The problem: Every line below needs to be reproduced exactly.

Segment Start: Data extract

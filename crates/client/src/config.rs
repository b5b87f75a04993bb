//! Client configuration loaded from the process environment.

use std::env;
use std::path::PathBuf;

/// Configuration required to bootstrap the client.
#[derive(Clone, Debug)]
pub struct ClientConfig {
    /// Where slot files live; platform default when unset.
    pub data_dir: Option<PathBuf>,

    /// Where log files go when file logging is on; platform default when
    /// unset.
    pub log_dir: Option<PathBuf>,

    /// Fail `Update`/`Delete` that match nothing instead of no-opping.
    pub strict: bool,

    /// Write logs to a rolling file instead of stderr.
    pub file_log: bool,

    /// Flush command queue depth per store.
    pub flush_buffer: usize,
}

impl Default for ClientConfig {
    fn default() -> Self {
        Self {
            data_dir: None,
            log_dir: None,
            strict: false,
            file_log: false,
            flush_buffer: 16,
        }
    }
}

impl ClientConfig {
    /// Construct configuration from process environment variables.
    ///
    /// Environment variables:
    /// - `TRAVELOG_DATA_DIR` - Directory for slot files (default: platform-specific)
    /// - `TRAVELOG_LOG_DIR` - Directory for log files (default: platform-specific)
    /// - `TRAVELOG_STRICT` - Fail fast on no-match update/delete (default: false)
    /// - `TRAVELOG_FILE_LOG` - Log to a rolling file instead of stderr (default: false)
    /// - `TRAVELOG_FLUSH_BUFFER` - Flush queue depth per store (default: 16)
    pub fn from_env() -> Self {
        let mut config = Self::default();

        config.data_dir = env::var("TRAVELOG_DATA_DIR").ok().map(PathBuf::from);
        config.log_dir = env::var("TRAVELOG_LOG_DIR").ok().map(PathBuf::from);

        if let Some(strict) = read_env::<bool>("TRAVELOG_STRICT") {
            config.strict = strict;
        } else if env::var("TRAVELOG_STRICT").is_ok() {
            // Also accept just setting the variable without value as "true"
            config.strict = true;
        }

        if let Some(file_log) = read_env::<bool>("TRAVELOG_FILE_LOG") {
            config.file_log = file_log;
        } else if env::var("TRAVELOG_FILE_LOG").is_ok() {
            config.file_log = true;
        }

        if let Some(buffer) = read_env::<usize>("TRAVELOG_FLUSH_BUFFER") {
            config.flush_buffer = buffer.max(1);
        }

        config
    }
}

fn read_env<T>(key: &str) -> Option<T>
where
    T: std::str::FromStr,
{
    env::var(key).ok()?.parse().ok()
}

Segment End: Data extract

Task result:
filename crates/client/src/config.rs
repository b5b87f75a04993bb
//! Client configuration loaded from the process environment.

use std::env;
use std::path::PathBuf;

/// Configuration required to bootstrap the client.
#[derive(Clone, Debug)]
pub struct ClientConfig {
    /// Where slot files live; platform default when unset.
    pub data_dir: Option<PathBuf>,

    /// Where log files go when file logging is on; platform default when
    /// unset.
    pub log_dir: Option<PathBuf>,

    /// Fail `Update`/`Delete` that match nothing instead of no-opping.
    pub strict: bool,

    /// Write logs to a rolling file instead of stderr.
    pub file_log: bool,

    /// Flush command queue depth per store.
    pub flush_buffer: usize,
}

impl Default for ClientConfig {
    fn default() -> Self {
        Self {
            data_dir: None,
            log_dir: None,
            strict: false,
            file_log: false,
            flush_buffer: 16,
        }
    }
}

impl ClientConfig {
    /// Construct configuration from process environment variables.
    ///
    /// Environment variables:
    /// - `TRAVELOG_DATA_DIR` - Directory for slot files (default: platform-specific)
    /// - `TRAVELOG_LOG_DIR` - Directory for log files (default: platform-specific)
    /// - `TRAVELOG_STRICT` - Fail fast on no-match update/delete (default: false)
    /// - `TRAVELOG_FILE_LOG` - Log to a rolling file instead of stderr (default: false)
    /// - `TRAVELOG_FLUSH_BUFFER` - Flush queue depth per store (default: 16)
    pub fn from_env() -> Self {
        let mut config = Self::default();

        config.data_dir = env::var("TRAVELOG_DATA_DIR").ok().map(PathBuf::from);
        config.log_dir = env::var("TRAVELOG_LOG_DIR").ok().map(PathBuf::from);

        if let Some(strict) = read_env::<bool>("TRAVELOG_STRICT") {
            config.strict = strict;
        } else if env::var("TRAVELOG_STRICT").is_ok() {
            // Also accept just setting the variable without value as "true"
            config.strict = true;
        }

        if let Some(file_log) = read_env::<bool>("TRAVELOG_FILE_LOG") {
            config.file_log = file_log;
        } else if env::var("TRAVELOG_FILE_LOG").is_ok() {
            config.file_log = true;
        }

        if let Some(buffer) = read_env::<usize>("TRAVELOG_FLUSH_BUFFER") {
            config.flush_buffer = buffer.max(1);
        }

        config
    }
}

fn read_env<T>(key: &str) -> Option<T>
where
    T: std::str::FromStr,
{
    env::var(key).ok()?.parse().ok()
}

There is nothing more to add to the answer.